### Directions for this task
Every line with "identifiers" in it must be copied from the data.

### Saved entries
━━━━━━━━━━━━━━━━
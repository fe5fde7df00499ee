//! # qbridge core
//!
//! Shared vocabulary for the bridge ledger and the oracle quorum.
//!
//! ## Architecture
//!
//! - **types**: fixed-width primitives (`Hash32`, `Address`, `ChainId`) and the typed identifiers
//!   built on them (`AssetId`, `SubmissionId`)
//! - **hash**: the single Keccak-256 entry point used for identifiers, payload digests and
//!   attestor identities
//! - **identifiers**: the deterministic asset / submission identifier scheme
//! - **effects**: traits for the external collaborators (roles, fungible tokens, confirmation
//!   source) injected into the ledgers
//! - **events**: the append-only event log every state transition writes to
//! - **config**: `BridgeConfig` loading, environment overrides and validation
//! - **errors**: `BridgeError` and its classification

pub mod config;
pub mod effects;
pub mod errors;
pub mod events;
pub mod hash;
pub mod identifiers;
pub mod types;

pub use config::{BridgeConfig, ConfigValidation};
pub use effects::{ConfirmationSource, Role, RoleEffects, TokenEffects};
pub use errors::{BridgeError, ErrorClass, Result};
pub use events::{BridgeEvent, EventLog};
pub use identifiers::{asset_id, submission_id};
pub use types::{
    Address, Amount, AssetId, AttestationKind, CallContext, ChainId, Hash32, SubmissionId,
};

/// Fixed-point denominator for fee rates: `FEE_DENOMINATOR` represents a 100% fee.
pub const FEE_DENOMINATOR: Amount = 1_000_000_000_000_000_000;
━━━━━━━━━━━━━━━━
### Solved exercise
//! - **types**: fixed-width primitives (`Hash32`, `Address`, `ChainId`) and the typed identifiers
//! - **hash**: the single Keccak-256 entry point used for identifiers, payload digests and
//! - **identifiers**: the deterministic asset / submission identifier scheme
pub mod identifiers;
pub use identifiers::{asset_id, submission_id};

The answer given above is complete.